#### What the exercise asks:
Copy each line of the material below that includes the string "format".

#### Data under study:
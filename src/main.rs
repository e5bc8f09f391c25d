//! TouchPilot CLI: drive a device toward a natural-language goal.

use std::path::PathBuf;
use std::process::ExitCode;

use anyhow::Context;
use clap::Parser;
use tokio::sync::broadcast::error::RecvError;

use touchpilot::agent_engine::engine::{AgentEngine, SessionSettings};
use touchpilot::agent_engine::event_bus::AgentEvent;
use touchpilot::agent_engine::export::export_conversation;
use touchpilot::agent_engine::handle::AgentHandle;
use touchpilot::agent_engine::history::SessionHistory;
use touchpilot::config::{self, ActionProfile, AppConfig, BackendKind};
use touchpilot::executor::registry::ActionRegistry;
use touchpilot::llm::registry::ProviderRegistry;
use touchpilot::llm::tools::system_prompt;

#[derive(Parser)]
#[command(
    name = "touchpilot",
    about = "Vision-driven device automation agent",
    version
)]
struct Cli {
    /// The task to perform, in natural language
    task: String,

    /// Path to config.toml (default: next to the executable, then the working directory)
    #[arg(short, long, env = "TOUCHPILOT_CONFIG")]
    config: Option<PathBuf>,

    /// Device backend: desktop, window or adb (desktop and window need the `desktop` feature)
    #[arg(short, long)]
    backend: Option<BackendKind>,

    /// Reasoning provider to use, by its [llm.providers.<id>] name
    #[arg(short, long)]
    provider: Option<String>,

    /// Override the action profile offered to the model
    #[arg(long, value_parser = parse_profile)]
    profile: Option<ActionProfile>,

    /// Maximum number of stored conversation turns
    #[arg(long)]
    max_turns: Option<usize>,

    /// Export the conversation into this directory when the task ends
    #[arg(short, long)]
    export: Option<PathBuf>,

    /// Do not write the per-session JSONL audit log
    #[arg(long)]
    no_history: bool,

    /// Enable verbose logging
    #[arg(short, long)]
    verbose: bool,
}

fn parse_profile(raw: &str) -> Result<ActionProfile, String> {
    match raw.to_ascii_lowercase().as_str() {
        "cursor" => Ok(ActionProfile::Cursor),
        "touch" => Ok(ActionProfile::Touch),
        "full" => Ok(ActionProfile::Full),
        other => Err(format!("unknown profile '{other}' (expected cursor, touch or full)")),
    }
}

fn load(cli: &Cli) -> anyhow::Result<AppConfig> {
    let mut cfg = match &cli.config {
        Some(path) => config::load_config_from(path)
            .with_context(|| format!("loading {}", path.display()))?,
        None => config::load_config().unwrap_or_else(|e| {
            tracing::warn!(error = %e, "using built-in defaults");
            AppConfig::default()
        }),
    };
    if let Some(backend) = cli.backend {
        cfg.device.backend = backend;
    }
    if cli.profile.is_some() {
        cfg.device.profile = cli.profile;
    }
    if let Some(max_turns) = cli.max_turns {
        cfg.session.max_turns = max_turns;
    }
    if let Some(dir) = &cli.export {
        cfg.session.export_dir = Some(dir.clone());
    }
    cfg.validate()?;
    Ok(cfg)
}

fn print_event(event: &AgentEvent) {
    match event {
        AgentEvent::Narrative { text } => println!("🤖 {text}"),
        AgentEvent::ToolExecuted { name, input, result } => {
            println!("🔧 {name} {input}");
            println!("   {result}");
        }
        AgentEvent::Log { message } => println!("ℹ️  {message}"),
        AgentEvent::Screenshot { image, anchor } => {
            tracing::debug!(bytes = image.len(), %anchor, "screenshot")
        }
        AgentEvent::PhaseChanged { phase } => tracing::debug!(?phase, "phase"),
        AgentEvent::Completed { .. } => {}
    }
}

async fn run(cli: Cli) -> anyhow::Result<bool> {
    let cfg = load(&cli)?;

    let mut registry = ProviderRegistry::from_config(&cfg)?;
    if let Some(provider) = &cli.provider {
        registry.set_active(provider.clone())?;
    }
    let (client, call_config) = registry.active()?;

    let backend = touchpilot::backend::connect(&cfg.device)?;
    let profile = cfg.device.effective_profile();
    let actions = ActionRegistry::new(backend.device.clone(), profile)?;
    let prompt = system_prompt(profile, &backend.device_name);

    let mut engine = AgentEngine::new(
        client,
        call_config,
        backend.capture.clone(),
        actions,
        prompt,
        SessionSettings::from_config(&cfg.session),
    );
    if !cli.no_history {
        match SessionHistory::in_dir_or_default(cfg.session.history_dir.as_deref()) {
            Ok(history) => {
                tracing::info!(path = %history.path().display(), "session log");
                engine = engine.with_history(history);
            }
            Err(e) => tracing::warn!(error = %e, "session log disabled"),
        }
    }

    let mut events = engine.events().subscribe();
    let printer = tokio::spawn(async move {
        loop {
            match events.recv().await {
                Ok(AgentEvent::Completed { .. }) | Err(RecvError::Closed) => break,
                Ok(event) => print_event(&event),
                Err(RecvError::Lagged(n)) => tracing::debug!(skipped = n, "event printer lagged"),
            }
        }
    });

    let control = engine.control();
    tokio::spawn(async move {
        if tokio::signal::ctrl_c().await.is_err() {
            return;
        }
        eprintln!("\nCancelling after the current step… (press Ctrl-C again to quit now)");
        control.cancel();
        if tokio::signal::ctrl_c().await.is_ok() {
            eprintln!("Aborted.");
            std::process::exit(130);
        }
    });

    let handle = AgentHandle::start(engine, cli.task.clone());
    let completion = handle.wait().await;
    let _ = printer.await;

    if completion.success {
        println!("✅ {}", completion.reason);
    } else {
        println!("❌ {:?}: {}", completion.outcome, completion.reason);
        if let Some(detail) = &completion.detail {
            println!("   {detail}");
        }
    }

    if let Some(dir) = &cfg.session.export_dir {
        if completion.conversation.is_empty() {
            tracing::info!("nothing to export");
        } else {
            std::fs::create_dir_all(dir)?;
            let folder = export_conversation(&completion.conversation, &cli.task, dir)?;
            println!("📁 Conversation exported to {}", folder.display());
        }
    }

    Ok(completion.success)
}

#[tokio::main]
async fn main() -> ExitCode {
    let _ = dotenvy::dotenv();
    let cli = Cli::parse();
    touchpilot::init_tracing(cli.verbose);

    match run(cli).await {
        Ok(true) => ExitCode::SUCCESS,
        Ok(false) => ExitCode::FAILURE,
        Err(e) => {
            eprintln!("error: {e:#}");
            ExitCode::FAILURE
        }
    }
}
pub mod provider;
pub mod providers;
pub mod registry;
pub mod retry;
pub mod sse_parser;
pub mod tools;
pub mod types;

#### Reply:
        other => Err(format!("unknown profile '{other}' (expected cursor, touch or full)")),
            .with_context(|| format!("loading {}", path.display()))?,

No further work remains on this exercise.